- **EXERCISE DIRECTIONS**: Please return every line of the records below that contains the word "PlanNotFound".

Collected data entries
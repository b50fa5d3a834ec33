//! Implementation of the `docaudit serve` command.

use anyhow::{anyhow, Result};
use clap::Args;
use std::sync::Arc;

use super::open_database;
use crate::adapters::http::{AppState, AuditHttpServer};
use crate::adapters::stages::{standard_graph, UnavailableStageGraph};
use crate::domain::models::Config;
use crate::domain::ports::StageGraph;

/// Arguments for `docaudit serve`.
#[derive(Args, Debug)]
pub struct ServeArgs {
    /// Override the configured bind host
    #[arg(long)]
    pub host: Option<String>,

    /// Override the configured port
    #[arg(long, short)]
    pub port: Option<u16>,
}

/// Run the HTTP server until Ctrl-C.
pub async fn execute(args: ServeArgs, config: &Config) -> Result<()> {
    let mut server_config = config.server.clone();
    if let Some(host) = args.host {
        server_config.host = host;
    }
    if let Some(port) = args.port {
        server_config.port = port;
    }

    let pool = open_database(config).await?;

    let graph: Arc<dyn StageGraph> = match standard_graph(&config.pipeline) {
        Ok(graph) => Arc::new(graph),
        Err(e) => {
            tracing::warn!(error = %e, "no stage worker configured, analysis runs will fail");
            Arc::new(UnavailableStageGraph::new(e.to_string()))
        }
    };

    let state = AppState::from_pool(pool.clone(), graph, config);
    AuditHttpServer::new(state, server_config)
        .serve_with_shutdown(shutdown_signal())
        .await
        .map_err(|e| anyhow!("HTTP server failed: {e}"))?;

    pool.close().await;
    tracing::info!("server stopped");
    Ok(())
}

async fn shutdown_signal() {
    if let Err(e) = tokio::signal::ctrl_c().await {
        tracing::error!(error = %e, "failed to listen for shutdown signal");
        std::future::pending::<()>().await;
    }
    tracing::info!("shutdown requested");
}
//! Domain errors for the document-audit system.

use thiserror::Error;
use uuid::Uuid;

/// Domain-level errors that can occur in the audit system.
#[derive(Debug, Error)]
pub enum DomainError {
    #[error("Document not found: {0}")]
    DocumentNotFound(Uuid),

    #[error("Validation failed: {0}")]
    ValidationFailed(String),

    #[error("Storage error: {0}")]
    Store(#[from] StoreError),

    #[error("Serialization error: {0}")]
    SerializationError(String),

    #[error("Execution failed: {0}")]
    ExecutionFailed(String),
}

/// Result alias for domain operations.
pub type DomainResult<T> = Result<T, DomainError>;

impl From<sqlx::Error> for DomainError {
    fn from(err: sqlx::Error) -> Self {
        DomainError::Store(StoreError::from(err))
    }
}

impl From<serde_json::Error> for DomainError {
    fn from(err: serde_json::Error) -> Self {
        DomainError::SerializationError(err.to_string())
    }
}

/// Errors raised by the document store.
///
/// The store reports a recognizable class for "column or relation does not
/// exist", which callers use to fall back to the core field set when the
/// deployed schema lags behind the application.
#[derive(Debug, Error)]
pub enum StoreError {
    #[error("Schema drift: {0}")]
    SchemaDrift(String),

    #[error("Query failed: {0}")]
    Query(String),

    #[error("Corrupt row: {0}")]
    CorruptRow(String),
}

impl StoreError {
    /// Whether the failure belongs to the missing column/relation class.
    pub fn is_schema_drift(&self) -> bool {
        matches!(self, Self::SchemaDrift(_))
    }
}

/// Message fragments SQLite uses for undefined columns and relations.
const DRIFT_MARKERS: [&str; 3] = ["no such column", "has no column named", "no such table"];

/// Returns true if a raw database message belongs to the missing
/// column/relation class.
pub fn is_missing_schema_message(message: &str) -> bool {
    let lower = message.to_lowercase();
    DRIFT_MARKERS.iter().any(|marker| lower.contains(marker))
}

impl From<sqlx::Error> for StoreError {
    fn from(err: sqlx::Error) -> Self {
        let message = err.to_string();
        match &err {
            sqlx::Error::Database(db) if is_missing_schema_message(db.message()) => {
                StoreError::SchemaDrift(message)
            }
            sqlx::Error::ColumnNotFound(_) => StoreError::SchemaDrift(message),
            sqlx::Error::ColumnDecode { .. } | sqlx::Error::Decode(_) => {
                StoreError::CorruptRow(message)
            }
            _ => StoreError::Query(message),
        }
    }
}

impl From<serde_json::Error> for StoreError {
    fn from(err: serde_json::Error) -> Self {
        StoreError::CorruptRow(err.to_string())
    }
}

/// Result alias for storage operations.
pub type StoreResult<T> = Result<T, StoreError>;
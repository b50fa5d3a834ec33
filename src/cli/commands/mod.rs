//! CLI command implementations.

pub mod analyze;
pub mod document;
pub mod init;
pub mod insights;
pub mod serve;

use anyhow::{Context, Result};
use sqlx::SqlitePool;

use crate::adapters::sqlite::initialize_database;
use crate::domain::models::Config;

/// Open the configured database, applying pending migrations.
pub(crate) async fn open_database(config: &Config) -> Result<SqlitePool> {
    initialize_database(&config.database)
        .await
        .with_context(|| format!("Failed to open database at {}", config.database.path))
}
//! Diagnostic tracing for the engine.
//!
//! # Separation of Concerns
//!
//! - **Tracing (this module)**: diagnostics via `RUST_LOG` on stderr. While a
//!   controller runs, info-level events are also appended to
//!   `.phaser/logs/controller.log`, which `phaser logs` prints.
//!
//! - **Phase artifacts (`io/checks`, `io/agent`)**: agent and check logs plus
//!   verification summaries under `.phaser/logs/<phase>/`. Always written,
//!   unaffected by `RUST_LOG`.

use std::fs::{self, OpenOptions};
use std::path::Path;
use std::sync::Mutex;

use anyhow::{Context, Result};
use tracing_subscriber::filter::LevelFilter;
use tracing_subscriber::{EnvFilter, Layer, fmt, layer::SubscriberExt, util::SubscriberInitExt};

/// Initialize the tracing subscriber.
///
/// Reads `RUST_LOG` for stderr output, defaulting to `warn`. With
/// `controller_log`, info-level events are also appended to that file.
///
/// # Example
/// ```bash
/// RUST_LOG=phaser=debug phaser start
/// ```
pub fn init(controller_log: Option<&Path>) -> Result<()> {
    let filter = EnvFilter::try_from_default_env().unwrap_or_else(|_| EnvFilter::new("warn"));
    let stderr = fmt::layer()
        .with_writer(std::io::stderr)
        .compact()
        .with_filter(filter);

    let file = match controller_log {
        Some(path) => {
            if let Some(parent) = path.parent() {
                fs::create_dir_all(parent)
                    .with_context(|| format!("create log dir {}", parent.display()))?;
            }
            let file = OpenOptions::new()
                .create(true)
                .append(true)
                .open(path)
                .with_context(|| format!("open controller log {}", path.display()))?;
            Some(
                fmt::layer()
                    .with_writer(Mutex::new(file))
                    .with_ansi(false)
                    .with_target(false)
                    .with_filter(LevelFilter::INFO),
            )
        }
        None => None,
    };

    tracing_subscriber::registry()
        .with(stderr)
        .with(file)
        .try_init()
        .context("install tracing subscriber")?;
    Ok(())
}
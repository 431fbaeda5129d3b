//! Plan loader: turns a directory of phase files into an ordered phase sequence.

use std::collections::BTreeMap;
use std::fs;
use std::path::{Path, PathBuf};

use anyhow::{Context, Result, anyhow};
use tracing::{debug, instrument, warn};

use crate::core::phase::{PhaseKind, PhaseName, parse_phase_file_name};
use crate::error::EngineError;
use crate::io::frontmatter;

/// A schedulable unit of plan work.
#[derive(Debug, Clone, PartialEq, Eq)]
pub struct Phase {
    pub id: String,
    pub order: u32,
    pub kind: PhaseKind,
    pub path: PathBuf,
    /// Opaque instruction text, handed to the agent verbatim.
    pub instructions: String,
    pub verification: Option<VerificationPhase>,
}

/// Companion phase whose only purpose is checking its base phase's deliverables.
#[derive(Debug, Clone, PartialEq, Eq)]
pub struct VerificationPhase {
    pub id: String,
    pub path: PathBuf,
    pub instructions: String,
}

/// Ordered phases of one plan directory.
#[derive(Debug, Clone, PartialEq, Eq)]
pub struct Plan {
    pub dir: PathBuf,
    pub phases: Vec<Phase>,
}

impl Plan {
    pub fn get(&self, id: &str) -> Option<&Phase> {
        self.phases.iter().find(|phase| phase.id == id)
    }

    pub fn contains(&self, id: &str) -> bool {
        self.get(id).is_some()
    }

    pub fn len(&self) -> usize {
        self.phases.len()
    }

    pub fn is_empty(&self) -> bool {
        self.phases.is_empty()
    }

    /// Phases not yet in `completed`, in plan order. This diff is the only
    /// resume bookkeeping.
    pub fn remaining<'a>(&'a self, completed: &[String]) -> Vec<&'a Phase> {
        self.phases
            .iter()
            .filter(|phase| !completed.iter().any(|id| id == &phase.id))
            .collect()
    }
}

/// Load the plan in `dir`.
///
/// Fails with [`EngineError::PlanNotFound`] if `dir` does not exist. A directory
/// without phase files yields an empty plan.
#[instrument(skip_all, fields(dir = %dir.display()))]
pub fn load_plan(dir: &Path) -> Result<Plan> {
    if !dir.is_dir() {
        return Err(EngineError::PlanNotFound(dir.to_path_buf()).into());
    }

    let mut names = Vec::new();
    for entry in fs::read_dir(dir).with_context(|| format!("read plan dir {}", dir.display()))? {
        let entry = entry.context("read plan entry")?;
        if !entry.file_type().context("stat plan entry")?.is_file() {
            continue;
        }
        let file_name = entry.file_name();
        let Some(name) = file_name.to_str().and_then(parse_phase_file_name) else {
            continue;
        };
        if name.is_bootstrap() {
            debug!(id = %name.id, "skipping bootstrap entry");
            continue;
        }
        names.push(name);
    }
    names.sort_by(|a, b| (a.order, a.suffix, &a.id).cmp(&(b.order, b.suffix, &b.id)));

    let mut bases: BTreeMap<u32, Phase> = BTreeMap::new();
    let mut verifications: Vec<PhaseName> = Vec::new();
    for name in names {
        if name.is_verification() {
            verifications.push(name);
            continue;
        }
        if let Some(existing) = bases.get(&name.order) {
            return Err(anyhow!(
                "phases '{}' and '{}' share numeric prefix {}",
                existing.id,
                name.id,
                name.order
            ));
        }
        let phase = load_base_phase(dir, &name)?;
        bases.insert(name.order, phase);
    }

    for name in verifications {
        let Some(base) = bases.get_mut(&name.order) else {
            warn!(id = %name.id, "verification phase has no base phase; ignoring");
            continue;
        };
        if let Some(existing) = &base.verification {
            warn!(
                id = %name.id,
                base = %base.id,
                kept = %existing.id,
                "base phase already has a verification phase; ignoring"
            );
            continue;
        }
        let path = dir.join(format!("{}.md", name.id));
        let contents = read_phase_file(&path)?;
        base.verification = Some(VerificationPhase {
            id: name.id,
            path,
            instructions: frontmatter::parse(&contents).body.to_string(),
        });
    }

    let phases: Vec<Phase> = bases.into_values().collect();
    debug!(count = phases.len(), "plan loaded");
    Ok(Plan {
        dir: dir.to_path_buf(),
        phases,
    })
}

fn load_base_phase(dir: &Path, name: &PhaseName) -> Result<Phase> {
    let path = dir.join(format!("{}.md", name.id));
    let contents = read_phase_file(&path)?;
    let doc = frontmatter::parse(&contents);
    let kind = match doc.get("kind") {
        Some(declared) => declared
            .parse()
            .with_context(|| format!("phase {}", name.id))?,
        None => PhaseKind::infer_from_id(&name.id),
    };
    Ok(Phase {
        id: name.id.clone(),
        order: name.order,
        kind,
        instructions: doc.body.to_string(),
        path,
        verification: None,
    })
}

fn read_phase_file(path: &Path) -> Result<String> {
    fs::read_to_string(path).with_context(|| format!("read phase {}", path.display()))
}

#[cfg(test)]
mod tests {
    use super::*;

    fn write(dir: &Path, name: &str, contents: &str) {
        fs::write(dir.join(name), contents).expect("write phase");
    }

    #[test]
    fn missing_dir_is_plan_not_found() {
        let temp = tempfile::tempdir().expect("tempdir");
        let err = load_plan(&temp.path().join("nope")).expect_err("missing");
        assert!(matches!(
            err.downcast_ref::<EngineError>(),
            Some(EngineError::PlanNotFound(_))
        ));
    }

    #[test]
    fn empty_dir_yields_empty_plan() {
        let temp = tempfile::tempdir().expect("tempdir");
        write(temp.path(), "notes.txt", "not a phase");
        let plan = load_plan(temp.path()).expect("plan");
        assert!(plan.is_empty());
    }

    #[test]
    fn orders_phases_and_attaches_verification() {
        let temp = tempfile::tempdir().expect("tempdir");
        let dir = temp.path();
        write(dir, "10-polish.md", "polish");
        write(dir, "02-tests.md", "tests");
        write(dir, "01-stub.md", "stub");
        write(dir, "01a-stub-verify.md", "check stub");
        write(dir, "00-overview.md", "bootstrap");
        write(dir, "03-impl.md", "impl");

        let plan = load_plan(dir).expect("plan");
        let ids: Vec<&str> = plan.phases.iter().map(|p| p.id.as_str()).collect();
        assert_eq!(ids, vec!["01-stub", "02-tests", "03-impl", "10-polish"]);

        let stub = plan.get("01-stub").expect("stub");
        let verification = stub.verification.as_ref().expect("verification");
        assert_eq!(verification.id, "01a-stub-verify");
        assert_eq!(verification.instructions, "check stub");
        assert!(!plan.contains("01a-stub-verify"));
        assert!(!plan.contains("00-overview"));
    }

    #[test]
    fn kind_comes_from_frontmatter_before_heuristic() {
        let temp = tempfile::tempdir().expect("tempdir");
        let dir = temp.path();
        write(dir, "01-tests.md", "---\nkind: standard\n---\nbody");
        write(dir, "02-specs.md", "---\nkind: test-authoring\n---\nbody");
        write(dir, "03-tests.md", "body");

        let plan = load_plan(dir).expect("plan");
        assert_eq!(plan.get("01-tests").expect("p").kind, PhaseKind::Standard);
        assert_eq!(plan.get("01-tests").expect("p").instructions, "body");
        assert_eq!(
            plan.get("02-specs").expect("p").kind,
            PhaseKind::TestAuthoring
        );
        assert_eq!(
            plan.get("03-tests").expect("p").kind,
            PhaseKind::TestAuthoring
        );
    }

    #[test]
    fn orphan_verification_is_ignored() {
        let temp = tempfile::tempdir().expect("tempdir");
        write(temp.path(), "04a-orphan-verify.md", "x");
        let plan = load_plan(temp.path()).expect("plan");
        assert!(plan.is_empty());
    }

    #[test]
    fn duplicate_prefix_is_rejected() {
        let temp = tempfile::tempdir().expect("tempdir");
        write(temp.path(), "01-a.md", "x");
        write(temp.path(), "01-b.md", "y");
        let err = load_plan(temp.path()).expect_err("duplicate");
        assert!(err.to_string().contains("share numeric prefix 1"));
    }

    #[test]
    fn remaining_skips_completed() {
        let temp = tempfile::tempdir().expect("tempdir");
        write(temp.path(), "01-stub.md", "x");
        write(temp.path(), "02-tests.md", "y");
        let plan = load_plan(temp.path()).expect("plan");
        let remaining = plan.remaining(&["01-stub".to_string()]);
        assert_eq!(remaining.len(), 1);
        assert_eq!(remaining[0].id, "02-tests");
    }
}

- **OUTPUT FOR THIS TASK**:
/// Fails with [`EngineError::PlanNotFound`] if `dir` does not exist. A directory
        return Err(EngineError::PlanNotFound(dir.to_path_buf()).into());
            Some(EngineError::PlanNotFound(_))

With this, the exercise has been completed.